> _EXERCISE BRIEF_
Please show every line from the entries that carries the word "layer".

[Stored records]
================

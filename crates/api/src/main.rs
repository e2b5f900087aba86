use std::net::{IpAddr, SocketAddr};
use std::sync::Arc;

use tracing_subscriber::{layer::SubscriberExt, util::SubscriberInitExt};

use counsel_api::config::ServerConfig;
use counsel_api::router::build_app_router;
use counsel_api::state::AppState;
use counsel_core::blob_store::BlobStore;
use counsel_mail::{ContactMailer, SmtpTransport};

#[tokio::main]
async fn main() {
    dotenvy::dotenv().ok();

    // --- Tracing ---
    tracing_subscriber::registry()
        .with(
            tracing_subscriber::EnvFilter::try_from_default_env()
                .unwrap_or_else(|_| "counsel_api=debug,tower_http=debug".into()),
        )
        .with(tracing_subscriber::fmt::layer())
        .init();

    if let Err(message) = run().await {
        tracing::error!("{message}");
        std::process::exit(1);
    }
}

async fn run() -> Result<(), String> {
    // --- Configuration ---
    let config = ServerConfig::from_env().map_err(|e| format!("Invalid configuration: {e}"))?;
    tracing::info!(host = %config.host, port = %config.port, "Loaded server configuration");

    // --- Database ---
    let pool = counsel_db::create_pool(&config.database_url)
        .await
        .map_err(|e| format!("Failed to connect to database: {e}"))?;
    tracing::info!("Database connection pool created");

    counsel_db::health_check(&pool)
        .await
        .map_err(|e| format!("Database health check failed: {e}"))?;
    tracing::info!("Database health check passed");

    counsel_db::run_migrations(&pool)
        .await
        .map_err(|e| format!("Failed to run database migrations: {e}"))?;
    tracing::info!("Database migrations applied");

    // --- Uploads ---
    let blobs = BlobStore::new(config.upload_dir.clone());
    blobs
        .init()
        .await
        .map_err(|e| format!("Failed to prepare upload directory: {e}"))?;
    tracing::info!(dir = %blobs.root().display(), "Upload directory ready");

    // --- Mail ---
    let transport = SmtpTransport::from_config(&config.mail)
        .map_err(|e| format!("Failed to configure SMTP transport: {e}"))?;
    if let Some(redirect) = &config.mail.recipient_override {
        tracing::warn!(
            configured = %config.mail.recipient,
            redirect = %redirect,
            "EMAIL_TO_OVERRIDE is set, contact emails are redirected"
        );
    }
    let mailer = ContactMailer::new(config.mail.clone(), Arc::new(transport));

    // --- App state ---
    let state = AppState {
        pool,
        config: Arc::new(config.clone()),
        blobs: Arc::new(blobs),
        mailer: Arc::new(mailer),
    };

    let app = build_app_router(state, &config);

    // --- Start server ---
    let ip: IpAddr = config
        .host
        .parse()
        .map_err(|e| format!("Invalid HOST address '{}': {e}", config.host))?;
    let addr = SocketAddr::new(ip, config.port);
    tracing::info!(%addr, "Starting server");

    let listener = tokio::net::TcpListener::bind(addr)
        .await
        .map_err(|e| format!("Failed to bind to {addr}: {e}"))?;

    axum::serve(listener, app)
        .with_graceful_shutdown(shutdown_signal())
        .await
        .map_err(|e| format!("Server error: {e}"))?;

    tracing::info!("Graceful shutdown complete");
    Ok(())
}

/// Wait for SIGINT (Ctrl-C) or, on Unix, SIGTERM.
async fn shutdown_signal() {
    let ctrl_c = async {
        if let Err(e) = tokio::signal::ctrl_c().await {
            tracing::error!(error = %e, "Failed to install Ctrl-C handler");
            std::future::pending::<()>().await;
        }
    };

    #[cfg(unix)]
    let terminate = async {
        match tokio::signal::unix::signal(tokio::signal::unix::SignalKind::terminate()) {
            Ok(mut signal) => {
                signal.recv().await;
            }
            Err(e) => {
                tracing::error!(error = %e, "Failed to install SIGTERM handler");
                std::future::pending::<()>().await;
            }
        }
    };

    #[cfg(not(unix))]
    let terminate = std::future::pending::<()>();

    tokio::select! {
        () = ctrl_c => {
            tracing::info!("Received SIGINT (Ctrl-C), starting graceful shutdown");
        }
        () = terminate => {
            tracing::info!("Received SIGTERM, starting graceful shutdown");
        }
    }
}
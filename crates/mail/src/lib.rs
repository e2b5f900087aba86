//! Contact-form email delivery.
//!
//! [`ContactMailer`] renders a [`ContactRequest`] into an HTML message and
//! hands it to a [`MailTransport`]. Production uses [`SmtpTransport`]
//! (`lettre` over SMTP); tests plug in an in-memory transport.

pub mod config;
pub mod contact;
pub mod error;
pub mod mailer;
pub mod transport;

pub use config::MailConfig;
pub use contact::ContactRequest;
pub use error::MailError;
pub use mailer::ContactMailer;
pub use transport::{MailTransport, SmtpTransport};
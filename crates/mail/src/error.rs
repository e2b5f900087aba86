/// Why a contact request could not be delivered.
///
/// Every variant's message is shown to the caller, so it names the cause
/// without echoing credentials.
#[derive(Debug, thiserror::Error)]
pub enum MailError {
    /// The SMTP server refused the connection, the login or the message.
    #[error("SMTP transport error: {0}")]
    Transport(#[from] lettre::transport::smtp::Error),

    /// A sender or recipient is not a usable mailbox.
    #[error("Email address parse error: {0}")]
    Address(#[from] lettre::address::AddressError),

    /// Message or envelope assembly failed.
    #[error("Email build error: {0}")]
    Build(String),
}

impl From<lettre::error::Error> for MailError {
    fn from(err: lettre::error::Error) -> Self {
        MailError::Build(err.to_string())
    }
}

================

> _TASK OUTPUT_
use tracing_subscriber::{layer::SubscriberExt, util::SubscriberInitExt};
        .with(tracing_subscriber::fmt::layer())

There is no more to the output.